Wednesday, July 18, 2012

Drafting the Contract

Everyone has their own approach to drafting an agreement. Most companies have a variety of standard templates that they use for various types of purchases. Most templates are written for average risk purchases from average risk suppliers. The key is making sure that the template meets the needs of the specific contract you need to write. To do that I go through the following process.

I start with the internal customer requirements. Does the template meet those requirements? If it doesn’t prepare any changes or additions so it provides what is needed.

My second step is to determine the potential costs or risks of the item being purchased. Does the template include terms and controls necessary to manage those costs and risk? If it doesn’t prepare any changes or additions needed.

Third, having pre-qualified the Supplier I will consider if there are any specific risks associated with the supplier that need to be managed by the contract. If there are, I will check the template to ensure the template manages them. If it doesn’t add to or change the template.

I check to see if “administrative” type provisions for the purchase have been included that describe how all the different processes the parties will use and whether those are applicable for this agreement:
o What is required for invoicing;
o How payments will be made;
o How Return Materials Authorization processes will be managed;
o How warranty returns are managed; who receives notices; etc.

I look to see if all the specific business provisions that change from purchase to purchase are included and work for the specific agreement.
o Pricing.
o Delivery.
o Logistics.
o Changes.
o Other factors such as the Supply Chain or the total cost and life cycle cost factors of the relationship.

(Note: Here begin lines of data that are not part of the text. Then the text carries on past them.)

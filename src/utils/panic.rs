use better_panic::Settings;
use color_eyre::config::HookBuilder;
use color_eyre::eyre::Result;
use crossterm::{cursor, terminal::LeaveAlternateScreen};
use std::panic;
use std::process;
use tracing::error;

use crate::infrastructure::tui::io;

/// Puts the terminal back into cooked mode so the report is readable
fn restore_terminal() -> Result<()> {
    if crossterm::terminal::is_raw_mode_enabled()? {
        crossterm::execute!(io(), LeaveAlternateScreen, cursor::Show)?;
        crossterm::terminal::disable_raw_mode()?;
    }
    Ok(())
}

pub fn initialize_panic_handler() -> Result<()> {
    let (panic_hook, eyre_hook) = HookBuilder::default()
        .panic_section(format!(
            "This is a bug in {} {}. The log file in the data directory has details.",
            env!("CARGO_PKG_NAME"),
            env!("CARGO_PKG_VERSION")
        ))
        .capture_span_trace_by_default(false)
        .display_location_section(false)
        .display_env_section(false)
        .into_hooks();
    eyre_hook.install()?;
    panic::set_hook(Box::new(move |panic_info| {
        if let Err(r) = restore_terminal() {
            error!("Unable to exit Terminal: {r:?}");
        }

        #[cfg(not(debug_assertions))]
        {
            use human_panic::{handle_dump, print_msg, Metadata};
            let meta = Metadata::new(env!("CARGO_PKG_NAME"), env!("CARGO_PKG_VERSION"))
                .authors(env!("CARGO_PKG_AUTHORS").replace(':', ", "))
                .homepage(env!("CARGO_PKG_HOMEPAGE"));

            let file_path = handle_dump(&meta, panic_info);
            if let Err(e) = print_msg(file_path, &meta) {
                eprintln!("human-panic: printing error message to console failed: {e}");
            }
            eprintln!("{}", panic_hook.panic_report(panic_info));
        }
        let msg = format!("{}", panic_hook.panic_report(panic_info));
        log::error!("Error: {}", strip_ansi_escapes::strip_str(msg));

        #[cfg(debug_assertions)]
        {
            // Full backtrace in debug builds
            Settings::auto()
                .most_recent_first(false)
                .lineno_suffix(true)
                .verbosity(better_panic::Verbosity::Full)
                .create_panic_handler()(panic_info);
        }

        process::exit(libc::EXIT_FAILURE);
    }));
    Ok(())
}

I then review the performance provisions that define what is required and what happens if the requirements are not met to make sure they are included and meet the needs of the specific purchase. Performance provisions are requirements such as:
o Specifications;
o Drawings;
o Quality requirements,
o Performance improvement requirements,
o Certain warranty provisions,
o Delivery performance,
o Required costs reductions, etc.
I check to ensure there are tools included in the contract or other tools are incorporated into the contract.

Every contract should also identify how certain promises that are made will be backed up to make sure they are addressed. For example:
o If a supplier provides and indemnity against third party claims, that should usually be backed up with a requirement for the supplier to provide the necessary insurance coverage to stand behind the commitment.
o For smaller supplier it might mean a parent guarantee.
o For some work it could be bonds or financial guarantees provided by a third party

Most contracts have a number of key elements and I check to ensure that they are included and work:
A title
An introductory paragraph that identifies the parties
Recitals that describe the intent of the parties entering the contract
Definitions of terms
Key conditions for the contract
Representations, Guarantees, Product or Service warranties
Events of Default and Remedies for default
Legal Boilerplate terms such as applicable law and jurisdiction, waiver of rights, survival, limitations of liability, assignment rights, amendments, other warranties and indemnities, severability of of terms. force majeure, freedom of action, license grants.
Signature blocks
Exhibits and attachments

I will review the key purchase terms to ensure they are included and work: warranties, indemnities, guarantees project scope, key assumptions. supplier responsibilities, buyer responsibilities, confidentiality, deliverable materials, deliverables. buyer deliverables, acceptance criteria, test criteria, completion criteria, materials and equipment loaned, rates, charges, or fee schedule, changes. escalation procedure, project management requirements. payment, proprietary rights, security requirements. use of facilities, travel, training, documentation, maintenance and support, risk management terms. performance management tools.
I will check to ensure it defines what constitutes a material breach, the cure period allowed and the remedies for breach.

I make sure the agreement has appropriate rights to terminate the agreement for cause and without cause.

I will review the remedies to ensure they are appropriate for the purchase.

In all checking I will look at:
1. Whether the language is using the “active voice” to make commitments clear.
2. That I use defined terms from the Agreement.
3. That other documents made part of the agreement are compatibility with the Agreement
4. Whether the language use the right “standard of commitment” for each commitment.
5. I will check any “Incorporation by Reference” of any documents.
6. For each major commitment I will check to make sure that it answers the five questions.
1. Who is responsible to perform the action?
2. What is their responsibility?
3. Where must it be done?
4. When must it be done?
5. How must it be done?

I will check the document:
Did I avoid ambiguity?. Was I consistent? Did I avoid being redundant?. Did I use carve outs when appropriate? Did i define things to make the meaning clear? Are the time requirements clear? Did I use “and” or “or” correctly. If I used applicable, did I define what I mean by applicable? When I used cost or expense did I use them right? If I included a list did I make it clear whether they are examples of what it required and that more may be required or whether the list is intended to be inclusive? Did I manage the use of the word mutual? If I am relying on a representation made by the supplier, did I include that? Are all the numbers and formula accurate?

I will ask someone else to proof read it.

If you were forced to use the Supplier’s standard agreement, I would go through the same process for checking. I would read their document in conjunction with my template to help identify what’s missing that needs to be added.